Отшельник, сухой, словно ветка сосны с осыпавшимися иглами, но глаза -- как раскаленные гвозди. Не скроешь ничего.
-- Тебе дан великий дар, и грех губить его. Говорят, раз в тысячу лет рождаются такие люди. Видно, ты избран судьбой.
-- Если бы я знал, что делать с этим даром...
-- Помнишь ли -- "Зов, что заставляет покинуть край счастливый, это -- моя дорога. Я разменял золото бездумного счастья на черствый, но живой хлеб страданий. Горько мое вино, но я пью его, ибо в нем -- свершенье. Хочешь -- возьми мой хлеб, испей из чаши моей -- я жду. Боль приноси свою -- я возьму ее, дав взамен знание и мудрость."
-- Темны эти слова...
-- Разве не темны твои сны? Ты хочешь знать их значение?
-- Нет... Я не хочу больше этого видеть, не хочу! Отшельник встал, прямой и строгий, и поднял свой посох.
- Вон отсюда... трус... будь ты проклят!
* * *
"Я должен измениться. Перестать быть собой. Мудрые говорят -- не желай себе смерти, ибо жизнь не повторится. Лучше уж умереть, чем это..."
Он помнил сказание: "Глядящий в глаза белого тигра, седого, древнего, бессмертного тигра -- изменится. Познавший суть свою -- изменится. Познание -- убийца покоя, похититель счастья для имеющего жалость. Хочешь мудрости -- иди, но оставь покой. Хочешь покоя -- убей свою жалость, умри." Это был первый выбор. Он не хотел умирать -- но и жить т а к больше не хотел.
Глаза зверя -- светло-зеленые, затягивающие. Воля -- где? Он не видел ничего, он шел, держась рукой за теплую короткую шерсть. Тело зверя -- мускулистое, упругое, струится, словно растворяясь. Где я? Что там? Я это видел когда-то... Что это?
Зверь несется гигантскими прыжками, почти не касаясь земли. Туман скрывает его тело -- призрачное, как и он, и глаза его -- как болотные огни... Человек сидит, изо всех сил держась за жесткую холку...
* * *
"Я его видел... Он был другой -- моложе, сильнее... Если это он -- то я знаю, кто это..."

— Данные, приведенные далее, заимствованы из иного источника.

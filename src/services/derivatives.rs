//! Bulk JPEG derivative generation
//!
//! Masters are found under a folder and converted on a bounded pool of
//! blocking workers. Each job is independent; a failed job is logged and
//! counted, it never stops the others.

use std::path::{Path, PathBuf};
use std::sync::Arc;

use tokio::sync::Semaphore;
use tokio::task::JoinSet;
use walkdir::WalkDir;

use super::media::ImageDeriver;
use crate::error::{AppError, AppResult};

/// Extensions treated as image masters
pub const MASTER_EXTENSIONS: &[&str] = &["tif", "tiff", "dng"];

/// Outcome of a derivative run
#[derive(Debug, Clone, Default, PartialEq, Eq)]
pub struct DerivativeSummary {
    pub created: Vec<PathBuf>,
    pub failed: Vec<PathBuf>,
}

/// Master images below `dir`, in path order
pub fn find_masters(dir: &Path) -> Vec<PathBuf> {
    let mut masters: Vec<PathBuf> = WalkDir::new(dir)
        .into_iter()
        .filter_map(|e| e.ok())
        .filter(|e| e.file_type().is_file())
        .map(|e| e.into_path())
        .filter(|p| {
            p.extension()
                .map(|ext| {
                    MASTER_EXTENSIONS
                        .iter()
                        .any(|m| ext.eq_ignore_ascii_case(m))
                })
                .unwrap_or(false)
        })
        .collect();
    masters.sort();
    masters
}

/// Bounded derivative worker pool
pub struct DerivativePool {
    deriver: Arc<dyn ImageDeriver>,
    dimension: u32,
    workers: usize,
}

impl DerivativePool {
    pub fn new(deriver: Arc<dyn ImageDeriver>, dimension: u32, workers: usize) -> Self {
        Self {
            deriver,
            dimension,
            workers: workers.max(1),
        }
    }

    /// Derive every master under `source_dir` into `out_dir`, keeping the
    /// masters' relative folder layout
    pub async fn run(&self, source_dir: &Path, out_dir: &Path) -> AppResult<DerivativeSummary> {
        let masters = find_masters(source_dir);
        tracing::info!(
            "Found {} masters under {}",
            masters.len(),
            source_dir.display()
        );

        let semaphore = Arc::new(Semaphore::new(self.workers));
        let mut jobs = JoinSet::new();
        for master in masters {
            let relative = master
                .parent()
                .and_then(|p| p.strip_prefix(source_dir).ok())
                .unwrap_or_else(|| Path::new(""));
            let target_dir = out_dir.join(relative);
            std::fs::create_dir_all(&target_dir)?;

            let permit = semaphore
                .clone()
                .acquire_owned()
                .await
                .map_err(|e| AppError::Internal(e.to_string()))?;
            let deriver = self.deriver.clone();
            let dimension = self.dimension;
            jobs.spawn(async move {
                let source = master.clone();
                let result = tokio::task::spawn_blocking(move || {
                    deriver.derive(&source, &target_dir, dimension)
                })
                .await;
                drop(permit);
                (master, result)
            });
        }

        let mut summary = DerivativeSummary::default();
        while let Some(joined) = jobs.join_next().await {
            let (master, result) = joined.map_err(|e| AppError::Internal(e.to_string()))?;
            match result {
                Ok(Ok(output)) => summary.created.push(output),
                Ok(Err(e)) => {
                    tracing::warn!("Could not derive {}: {}", master.display(), e);
                    summary.failed.push(master);
                }
                Err(e) => {
                    tracing::error!("Derivative job for {} panicked: {}", master.display(), e);
                    summary.failed.push(master);
                }
            }
        }
        summary.created.sort();
        summary.failed.sort();

        tracing::info!(
            "Created {} derivatives, {} failed",
            summary.created.len(),
            summary.failed.len()
        );
        Ok(summary)
    }
}

#[cfg(test)]
mod tests {
    use super::*;
    use crate::services::media::{derivative_path, MockImageDeriver};

    fn touch(path: &Path) {
        std::fs::create_dir_all(path.parent().unwrap()).unwrap();
        std::fs::write(path, b"master").unwrap();
    }

    #[test]
    fn test_find_masters() {
        let dir = tempfile::tempdir().unwrap();
        touch(&dir.path().join("b/scan2.TIF"));
        touch(&dir.path().join("a/scan1.tiff"));
        touch(&dir.path().join("a/notes.txt"));

        let masters = find_masters(dir.path());
        assert_eq!(
            masters,
            vec![dir.path().join("a/scan1.tiff"), dir.path().join("b/scan2.TIF")]
        );
    }

    #[tokio::test]
    async fn test_pool_keeps_layout_and_counts_failures() {
        let source = tempfile::tempdir().unwrap();
        let out = tempfile::tempdir().unwrap();
        touch(&source.path().join("box1/good.tif"));
        touch(&source.path().join("box2/bad.tif"));

        let mut deriver = MockImageDeriver::new();
        deriver.expect_derive().times(2).returning(|src, out_dir, dimension| {
            assert_eq!(dimension, 1024);
            if src.ends_with("bad.tif") {
                Err(AppError::Image("corrupt".to_string()))
            } else {
                derivative_path(src, out_dir)
            }
        });

        let pool = DerivativePool::new(Arc::new(deriver), 1024, 2);
        let summary = pool.run(source.path(), out.path()).await.unwrap();

        assert_eq!(summary.created, vec![out.path().join("box1/good.jpg")]);
        assert_eq!(summary.failed, vec![source.path().join("box2/bad.tif")]);
        assert!(out.path().join("box2").is_dir());
    }
}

-- Приветствую тебя, Идущий к Закату, -- неуверенно, еще сомневаясь.
-- Привет тебе, приехавший на Белом Звере...
-- Я тебя откуда-то знаю. Я тебя видел? Но ты был так давно. Ты мудр -- так говорят. Объясни!
-- Что?
-- Объясни мне меня.
-- Что с тобой?
-- Я вижу. Не знаю, не понимаю -- что? Если понимаю -- то не могу сказать другим, ибо тогда должен судить, а я не в силах...
-- Ты всегда видишь? Как это бывает?
-- Иногда, теперь очень часто. Словно как слышишь -- надо затыкать уши. Но как закрыть душу?
-- Ты этого хочешь?
-- Не знаю... Теперь -- не знаю.
-- Сейчас ты можешь видеть? Смотри на меня -- что ты видишь? Говори. И он заговорил. И не выдержал Черный Повелитель. -- Замолчи! Замолчи! -- крикнул он, закрывая лицо руками. -- Все правда. все так было... Иди за мной.
Листы книги были потрепанными и ломкими.
-- Читай. Здесь все поймешь -- все, что ты видел. Я буду ждать.
* * *
-- Ты хочешь, чтобы я отнял твой дар?
-- Нет. Теперь -- нет.
-- Чего же ты желаешь? Говори -- все будет как ты выберешь. Ведь ты можешь видеть грядущее -- загляни. Реши.
-- Не хочу. Мне это не нужно, я выбрал. Нужно ли мне говорить, что я избрал, Повелитель?
-- Нет. Благодарю тебя. Только знай... впрочем, ты уже это сам знаешь. Тяжело знать -- предвидеть -- и не сметь сказать.
-- Да. Я не смогу ничего изменить сам... Молчание.
-- Нет. Иначе это будет та же проклятая предопределенность.
-- Но зачем тогда мой дар!
-- Тот, кто стоит на развилке, спросит -- туда ли я иду? Знающий скажет -- да или нет. Но не скажет -- почему. И не скажет -- как дойти, иначе нет смысла дороге.
-- Я отвечу, Повелитель.
* * *
"Сталь кольца -- оковы на устах моих, на сердце моем. Я знаю. Я вижу. Я молчу. Я не смею менять -- предопределенность и зло, что я призову на головы других. Я не смею судить. Не судья, а слуга... Сталь кольца -- как печать, как клеймо, как судьба... Лунный камень и ночь, и молчанье пути, я не смею, я смею... Молчать -- и идти..."
(Девятый Назгул)
Звали ее Исилхэрин, и была она в родстве с королевским домом Нуменора. Когда шла она -- спокойная и отрешенная -- в своем темно-вишневом бархатном платье, расшитом по плечам черным стеклярусом, все говорили: "Вот идет Исилхэрин прекрасная, холодная как осенняя луна." Многие искали руки Исилхэрин белолицей, Исилхэрин черноволосой, красавицы с темно -синими глазами, но спокойно отвергала всех она, не объясняя на то причин.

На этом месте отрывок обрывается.